Sex Panther you're the biggest boss. Yale is a massive accomplishment. However, my WR skills are top notch...meet me on the turf!!
I went to two of those schools. Illinois is considered to have a good law school. I know nothing of their medical school. UC of course is elite in both. If you are in at Yale though, well, you have nice problems to have. UC is on the south side. shaky neighborhoods a couple miles in any direction. nice campus and architecture. like dabullz said, illinois is considered elite in engineering and agriculture. good in law. you will be living surrounded by farmland though. i didn't like that so much. i've never been to southern. its no yale.
I didn't attend U of C but lived nearby for several years. Sure there is ghetto within a couple of miles in any direction but Hyde Park is a terrific place to live and the campus, for a school in an urban environment, is second to none. Discovering thinks like the Japanese gardens behind the Museum of Science and Industry and the leftover gilded statues and trenches along the boulevard that date back to The Colombian Exposition and the book stores and quirky restaurants is a trip and although I had long since graduated from law school (IIT Chicago-Kent) and practicing as a trial attorney, I met quite a number of professors, law students, philosophy graduates, economics eggheads and so forth and I miss those conversations and the quality of discussion with brilliant people. Northwestern is a great school and its campus is even more beautiful, stretching along the lakefront in Evanston. I tool my LSAT there and had a good number of friends who attended (I did my undergraduate work at Loyola). You really can't go wrong transferring to either school but U of C would be the closest to your experience at Yale, by a mile. Either way, I think the move would be smart because MD/JD's are highly, highly sought after by silk stocking law firms with litigation groups.

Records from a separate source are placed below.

//! ---
//! ems_section: "07-resilience-fault-tolerance"
//! ems_subsection: "module"
//! ems_type: "source"
//! ems_scope: "code"
//! ems_description: "Per-device circuit breaking for the acquisition loop."
//! ems_version: "v0.0.0-prealpha"
//! ems_owner: "tbd"
//! ---
use std::collections::HashMap;
use std::sync::Arc;
use std::time::{Duration, Instant};

use parking_lot::{Mutex, RwLock};
use serde::Serialize;
use tracing::{debug, info, warn};
use wattline_common::config::BreakerConfig;

/// Observable breaker state.
#[derive(Debug, Clone, Copy, PartialEq, Eq, Serialize, strum::Display)]
pub enum BreakerState {
    /// Reads proceed normally.
    Closed,
    /// Reads are suppressed until the cool-down elapses.
    Open,
    /// Cool-down elapsed; exactly one probe read is allowed.
    HalfOpen,
}

/// Decision returned by [`CircuitBreaker::try_acquire`].
#[derive(Debug, Clone, Copy, PartialEq, Eq)]
pub enum ReadPermit {
    /// The cycle may contact the device.
    Allowed,
    /// The cycle must be skipped without contacting the device.
    Skipped {
        /// Remaining cool-down at decision time; zero while a half-open
        /// probe is in flight.
        retry_in: Duration,
    },
}

#[derive(Debug)]
enum InnerState {
    Closed,
    Open { since: Instant },
    HalfOpen,
}

#[derive(Debug)]
struct BreakerInner {
    consecutive_failures: u32,
    state: InnerState,
}

/// Three-state circuit breaker for one device.
///
/// All transitions take the current [`Instant`] as a parameter so state
/// machine behavior is testable without sleeping.
#[derive(Debug)]
pub struct CircuitBreaker {
    device_id: i32,
    config: BreakerConfig,
    inner: Mutex<BreakerInner>,
}

impl CircuitBreaker {
    /// Breaker starting Closed with a zero counter.
    pub fn new(device_id: i32, config: BreakerConfig) -> Self {
        Self {
            device_id,
            config,
            inner: Mutex::new(BreakerInner {
                consecutive_failures: 0,
                state: InnerState::Closed,
            }),
        }
    }

    /// Ask permission for one read cycle.
    ///
    /// An Open breaker whose cool-down has elapsed transitions to HalfOpen
    /// here and grants the single probe; a second caller during that probe
    /// is skipped.
    pub fn try_acquire(&self, now: Instant) -> ReadPermit {
        let mut inner = self.inner.lock();
        match inner.state {
            InnerState::Closed => ReadPermit::Allowed,
            InnerState::Open { since } => {
                let elapsed = now.saturating_duration_since(since);
                if elapsed >= self.config.cool_down() {
                    inner.state = InnerState::HalfOpen;
                    info!(device_id = self.device_id, "circuit breaker half-open; probing device");
                    ReadPermit::Allowed
                } else {
                    ReadPermit::Skipped {
                        retry_in: self.config.cool_down() - elapsed,
                    }
                }
            }
            InnerState::HalfOpen => ReadPermit::Skipped {
                retry_in: Duration::ZERO,
            },
        }
    }

    /// Record a successful cycle: counter to zero, breaker Closed.
    pub fn record_success(&self) {
        let mut inner = self.inner.lock();
        if !matches!(inner.state, InnerState::Closed) {
            info!(device_id = self.device_id, "circuit breaker closed after successful read");
        }
        inner.consecutive_failures = 0;
        inner.state = InnerState::Closed;
    }

    /// Record a failed cycle and return the resulting state.
    pub fn record_failure(&self, now: Instant) -> BreakerState {
        let mut inner = self.inner.lock();
        inner.consecutive_failures = inner.consecutive_failures.saturating_add(1);
        match inner.state {
            InnerState::HalfOpen => {
                warn!(
                    device_id = self.device_id,
                    failures = inner.consecutive_failures,
                    "half-open probe failed; circuit breaker reopened"
                );
                inner.state = InnerState::Open { since: now };
            }
            InnerState::Closed if inner.consecutive_failures >= self.config.failure_threshold => {
                warn!(
                    device_id = self.device_id,
                    failures = inner.consecutive_failures,
                    cool_down_ms = self.config.cool_down_ms,
                    "failure threshold reached; circuit breaker opened"
                );
                inner.state = InnerState::Open { since: now };
            }
            _ => {}
        }
        Self::observable(&inner.state)
    }

    /// Force the breaker Closed and zero the counter, from any state.
    pub fn reset(&self) {
        let mut inner = self.inner.lock();
        inner.consecutive_failures = 0;
        inner.state = InnerState::Closed;
        info!(device_id = self.device_id, "circuit breaker manually reset");
    }

    /// Current observable state. An Open breaker past its cool-down reports
    /// HalfOpen so observers see what the next cycle will do.
    pub fn state(&self) -> BreakerState {
        let inner = self.inner.lock();
        match inner.state {
            InnerState::Open { since }
                if Instant::now().saturating_duration_since(since) >= self.config.cool_down() =>
            {
                BreakerState::HalfOpen
            }
            ref state => Self::observable(state),
        }
    }

    /// Consecutive-failure counter.
    pub fn error_count(&self) -> u32 {
        self.inner.lock().consecutive_failures
    }

    fn observable(state: &InnerState) -> BreakerState {
        match state {
            InnerState::Closed => BreakerState::Closed,
            InnerState::Open { .. } => BreakerState::Open,
            InnerState::HalfOpen => BreakerState::HalfOpen,
        }
    }
}

/// Per-device breaker map with per-entry locking.
#[derive(Debug)]
pub struct BreakerRegistry {
    config: BreakerConfig,
    breakers: RwLock<HashMap<i32, Arc<CircuitBreaker>>>,
}

impl BreakerRegistry {
    /// Empty registry; breakers are created on first use per device.
    pub fn new(config: BreakerConfig) -> Self {
        Self {
            config,
            breakers: RwLock::new(HashMap::new()),
        }
    }

    /// Breaker for a device, created Closed on first access.
    pub fn handle(&self, device_id: i32) -> Arc<CircuitBreaker> {
        if let Some(breaker) = self.breakers.read().get(&device_id) {
            return breaker.clone();
        }
        let mut breakers = self.breakers.write();
        breakers
            .entry(device_id)
            .or_insert_with(|| {
                debug!(device_id, "registering circuit breaker");
                Arc::new(CircuitBreaker::new(device_id, self.config.clone()))
            })
            .clone()
    }

    /// Manual reset of one device's breaker, if it exists.
    pub fn reset(&self, device_id: i32) {
        if let Some(breaker) = self.breakers.read().get(&device_id) {
            breaker.reset();
        }
    }

    /// Observable state and counter per known device.
    pub fn states(&self) -> Vec<(i32, BreakerState, u32)> {
        let breakers = self.breakers.read();
        let mut states: Vec<(i32, BreakerState, u32)> = breakers
            .iter()
            .map(|(device_id, breaker)| (*device_id, breaker.state(), breaker.error_count()))
            .collect();
        states.sort_by_key(|(device_id, _, _)| *device_id);
        states
    }
}

#[cfg(test)]
mod tests {
    use super::*;

    fn config() -> BreakerConfig {
        BreakerConfig {
            failure_threshold: 3,
            cool_down_ms: 10_000,
        }
    }

    #[test]
    fn opens_after_threshold_consecutive_failures() {
        let breaker = CircuitBreaker::new(1, config());
        let now = Instant::now();

        assert_eq!(breaker.record_failure(now), BreakerState::Closed);
        assert_eq!(breaker.record_failure(now), BreakerState::Closed);
        assert_eq!(breaker.record_failure(now), BreakerState::Open);
        assert_eq!(breaker.error_count(), 3);
    }

    #[test]
    fn success_resets_the_counter_while_closed() {
        let breaker = CircuitBreaker::new(1, config());
        let now = Instant::now();

        breaker.record_failure(now);
        breaker.record_failure(now);
        breaker.record_success();
        assert_eq!(breaker.error_count(), 0);

        breaker.record_failure(now);
        breaker.record_failure(now);
        assert_eq!(breaker.record_failure(now), BreakerState::Open);
    }

    #[test]
    fn open_skips_reads_until_the_cool_down_elapses() {
        let breaker = CircuitBreaker::new(1, config());
        let opened_at = Instant::now();
        for _ in 0..3 {
            breaker.record_failure(opened_at);
        }

        let during = opened_at + Duration::from_secs(5);
        match breaker.try_acquire(during) {
            ReadPermit::Skipped { retry_in } => assert_eq!(retry_in, Duration::from_secs(5)),
            permit => panic!("expected skip, got {permit:?}"),
        }

        // Cool-down elapsed: exactly one probe is allowed, concurrent
        // callers are still skipped.
        let after = opened_at + Duration::from_secs(10);
        assert_eq!(breaker.try_acquire(after), ReadPermit::Allowed);
        assert_eq!(
            breaker.try_acquire(after),
            ReadPermit::Skipped {
                retry_in: Duration::ZERO
            }
        );
    }

    #[test]
    fn half_open_success_closes_and_zeroes_the_counter() {
        let breaker = CircuitBreaker::new(1, config());
        let opened_at = Instant::now();
        for _ in 0..3 {
            breaker.record_failure(opened_at);
        }
        let after = opened_at + Duration::from_secs(10);
        assert_eq!(breaker.try_acquire(after), ReadPermit::Allowed);

        breaker.record_success();
        assert_eq!(breaker.state(), BreakerState::Closed);
        assert_eq!(breaker.error_count(), 0);
        assert_eq!(breaker.try_acquire(after), ReadPermit::Allowed);
    }

    #[test]
    fn half_open_failure_reopens_and_restarts_the_cool_down() {
        let breaker = CircuitBreaker::new(1, config());
        let opened_at = Instant::now();
        for _ in 0..3 {
            breaker.record_failure(opened_at);
        }
        let probe_at = opened_at + Duration::from_secs(10);
        assert_eq!(breaker.try_acquire(probe_at), ReadPermit::Allowed);
        assert_eq!(breaker.record_failure(probe_at), BreakerState::Open);

        // The window restarts from the failed probe, not the first opening.
        let partway = probe_at + Duration::from_secs(9);
        assert!(matches!(
            breaker.try_acquire(partway),
            ReadPermit::Skipped { .. }
        ));
        let elapsed = probe_at + Duration::from_secs(10);
        assert_eq!(breaker.try_acquire(elapsed), ReadPermit::Allowed);
    }

    #[test]
    fn manual_reset_forces_closed_from_any_state() {
        let breaker = CircuitBreaker::new(1, config());
        let now = Instant::now();
        for _ in 0..3 {
            breaker.record_failure(now);
        }
        assert_eq!(breaker.state(), BreakerState::Open);

        breaker.reset();
        assert_eq!(breaker.state(), BreakerState::Closed);
        assert_eq!(breaker.error_count(), 0);
        assert_eq!(breaker.try_acquire(now), ReadPermit::Allowed);
    }

    #[test]
    fn registry_hands_out_one_breaker_per_device() {
        let registry = BreakerRegistry::new(config());
        let a = registry.handle(1);
        let b = registry.handle(1);
        assert!(Arc::ptr_eq(&a, &b));

        a.record_failure(Instant::now());
        let states = registry.states();
        assert_eq!(states.len(), 1);
        assert_eq!(states[0], (1, BreakerState::Closed, 1));
    }
}
//! ---
//! ems_section: "02-messaging-ipc-data-model"
//! ems_subsection: "module"
//! ems_type: "source"
//! ems_scope: "code"
//! ems_description: "Shared schema definitions for the acquisition pipeline."
//! ems_version: "v0.0.0-prealpha"
//! ems_owner: "tbd"
//! ---
use std::time::Duration;

use chrono::{DateTime, Utc};
use serde::{Deserialize, Serialize};

use crate::{SchemaError, SchemaResult};

/// Default SNMP agent port used when the device metadata does not override it.
pub const DEFAULT_SNMP_PORT: u16 = 161;

/// Default SNMP community string used when the device metadata does not override it.
pub const DEFAULT_SNMP_COMMUNITY: &str = "public";

/// Wire protocol spoken by a metering device.
#[derive(
    Debug, Clone, Copy, PartialEq, Eq, Hash, Serialize, Deserialize, strum::Display, Default,
)]
#[serde(rename_all = "lowercase")]
#[strum(serialize_all = "lowercase")]
pub enum ProtocolKind {
    /// WebMI HTTP/JSON polling endpoint exposed by the meter itself.
    #[default]
    WebMi,
    /// SNMPv2c agent, typically a protocol gateway in front of the meter.
    Snmp,
}

/// A metering device as provided by the registry collaborator.
///
/// The acquisition core treats device rows as read-only; it re-reads the row
/// once per poll cycle and only writes back through
/// [`DeviceRegistry::update_last_seen`](crate::DeviceRegistry::update_last_seen).
#[derive(Debug, Clone, Serialize, Deserialize)]
pub struct Device {
    /// Registry identity of the device.
    pub device_id: i32,
    /// Human-readable device name.
    pub name: String,
    /// Network address of the device or its protocol gateway.
    pub ip_address: String,
    /// Wire protocol used to read the device.
    #[serde(default)]
    pub protocol: ProtocolKind,
    /// Whether the scheduler should poll this device.
    #[serde(default = "default_true")]
    pub enabled: bool,
    /// Poll cadence for this device, milliseconds.
    #[serde(default = "default_poll_interval_ms")]
    pub poll_interval_ms: u64,
    /// Timestamp of the last successful poll, maintained by the registry.
    #[serde(default)]
    pub last_seen_utc: Option<DateTime<Utc>>,
    /// Free-form metadata; the SNMP client reads `community` and `port` here.
    #[serde(default)]
    pub metadata: serde_json::Value,
}

fn default_true() -> bool {
    true
}

fn default_poll_interval_ms() -> u64 {
    1500
}

impl Device {
    /// WebMI batched-read endpoint for this device.
    pub fn webmi_endpoint(&self) -> String {
        format!("http://{}/webMI/?read", self.ip_address)
    }

    /// SNMP community string, from metadata or the conventional default.
    pub fn snmp_community(&self) -> String {
        self.metadata
            .get("community")
            .and_then(|value| value.as_str())
            .unwrap_or(DEFAULT_SNMP_COMMUNITY)
            .to_owned()
    }

    /// SNMP agent port, from metadata or the registered default.
    pub fn snmp_port(&self) -> u16 {
        self.metadata
            .get("port")
            .and_then(|value| value.as_u64())
            .and_then(|port| u16::try_from(port).ok())
            .unwrap_or(DEFAULT_SNMP_PORT)
    }

    /// Poll cadence as a [`Duration`].
    pub fn poll_interval(&self) -> Duration {
        Duration::from_millis(self.poll_interval_ms)
    }

    /// Display label used in logs and metric snapshots.
    pub fn display_name(&self) -> String {
        format!("{} ({})", self.name, self.ip_address)
    }

    /// Validate the parts of a device row the acquisition core depends on.
    pub fn validate(&self) -> SchemaResult<()> {
        if self.ip_address.trim().is_empty() {
            return Err(SchemaError::MissingAddress(self.device_id));
        }
        Ok(())
    }
}

/// Mapping between a protocol-specific address and a named physical signal.
#[derive(Debug, Clone, Serialize, Deserialize)]
pub struct TagMap {
    /// Device this mapping belongs to.
    pub device_id: i32,
    /// Physical signal name, e.g. `U_L1` or `P_total`.
    pub signal: String,
    /// Protocol address: a WebMI key or an SNMP OID.
    pub address: String,
    /// Engineering unit of the scaled value.
    #[serde(default)]
    pub unit: Option<String>,
    /// Divisor applied to raw values; never zero.
    #[serde(default = "default_scale")]
    pub scale: f64,
    /// Whether this signal participates in acquisition.
    #[serde(default = "default_true")]
    pub enabled: bool,
    /// Optional operator note.
    #[serde(default)]
    pub description: Option<String>,
}

fn default_scale() -> f64 {
    1.0
}

impl TagMap {
    /// Convert a raw protocol value into the physical quantity.
    ///
    /// The domain defines the conversion as a division by the scale factor,
    /// not a multiplication.
    pub fn apply_scale(&self, raw: f64) -> f64 {
        raw / self.scale
    }

    /// Reject mappings whose scale cannot be used as a divisor.
    pub fn validate(&self) -> SchemaResult<()> {
        if self.scale == 0.0 || !self.scale.is_finite() {
            return Err(SchemaError::InvalidScale {
                device_id: self.device_id,
                signal: self.signal.clone(),
                scale: self.scale,
            });
        }
        Ok(())
    }
}

/// Read-confidence indicator attached to every measurement.
#[derive(Debug, Clone, Copy, PartialEq, Eq, Serialize, Deserialize)]
#[serde(rename_all = "lowercase")]
pub enum Quality {
    /// Value was read and scaled normally.
    Ok = 1,
    /// Reserved for partial-validity conditions; the read path never emits it.
    Warning = 2,
    /// Value was absent or the read failed; the stored value is 0.0.
    Error = 3,
}

impl Quality {
    /// Wire/storage representation.
    pub fn as_u8(self) -> u8 {
        self as u8
    }

    /// Human-readable label used in snapshots and logs.
    pub fn description(self) -> &'static str {
        match self {
            Quality::Ok => "OK",
            Quality::Warning => "Warning",
            Quality::Error => "Error",
        }
    }
}

/// One quality-tagged sample of one signal of one device.
#[derive(Debug, Clone, Serialize, Deserialize)]
pub struct Measurement {
    /// Device the sample belongs to.
    pub device_id: i32,
    /// Timestamp of the poll cycle that produced the sample.
    pub utc_ts: DateTime<Utc>,
    /// Signal name from the tag mapping.
    pub signal: String,
    /// Scaled physical value; 0.0 when quality is [`Quality::Error`].
    pub value: f64,
    /// Read confidence; always set.
    pub quality: Quality,
    /// Timestamp at which the sample entered the ingest pipeline.
    pub ingest_ts: DateTime<Utc>,
}

/// Outcome of one poll cycle for one device.
///
/// Produced by the device reader and consumed immediately by the scheduler;
/// never persisted as an entity.
#[derive(Debug, Clone)]
pub struct DeviceReading {
    /// Device the cycle ran against.
    pub device_id: i32,
    /// Device name at the time of the cycle.
    pub device_name: String,
    /// Cycle start timestamp; also the `utc_ts` of every measurement.
    pub utc_ts: DateTime<Utc>,
    /// Measurements in tag-mapping order.
    pub measurements: Vec<Measurement>,
    /// Wall-clock duration of the cycle.
    pub poll_duration: Duration,
    /// Whether the protocol call as a whole succeeded.
    pub success: bool,
    /// Set when the circuit breaker suppressed the cycle without contacting
    /// the device; such readings carry no measurements and are not counted
    /// as attempts.
    pub skipped: bool,
    /// Error text when `success` is false.
    pub error_message: Option<String>,
}

impl DeviceReading {
    /// Empty reading skeleton for the given device and cycle start.
    pub fn started(device: &Device, utc_ts: DateTime<Utc>) -> Self {
        Self {
            device_id: device.device_id,
            device_name: device.name.clone(),
            utc_ts,
            measurements: Vec::new(),
            poll_duration: Duration::ZERO,
            success: false,
            skipped: false,
            error_message: None,
        }
    }

    /// Number of measurements read with [`Quality::Ok`].
    pub fn success_count(&self) -> usize {
        self.measurements
            .iter()
            .filter(|m| m.quality == Quality::Ok)
            .count()
    }

    /// Number of measurements recorded with [`Quality::Error`].
    pub fn error_count(&self) -> usize {
        self.measurements
            .iter()
            .filter(|m| m.quality == Quality::Error)
            .count()
    }
}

The MD is particularly good for chasing ambulances, and the JD is particularly good for what you do once you catch the ambulances. Anyhow, MD/JDs seem really rare. This WWW page estimates the total number to be between 1500 and 6000, with 20 new ones joining the american college of legal medicine a year. http://md-jd.info/jd-md.htm You'll make some serious coin, no doubt.
Just to be slightly contrarian... you oughta think about the life you want to have in broad terms. Do you want to work 100 hours a week? For how long? If the goal is to make money, and you like one or both of those fields, think about whether you'd actually like the combination of them. In my experience, people, even very smart ones, have fuck all clue about what the actual work of their professions entails when they're choosing one.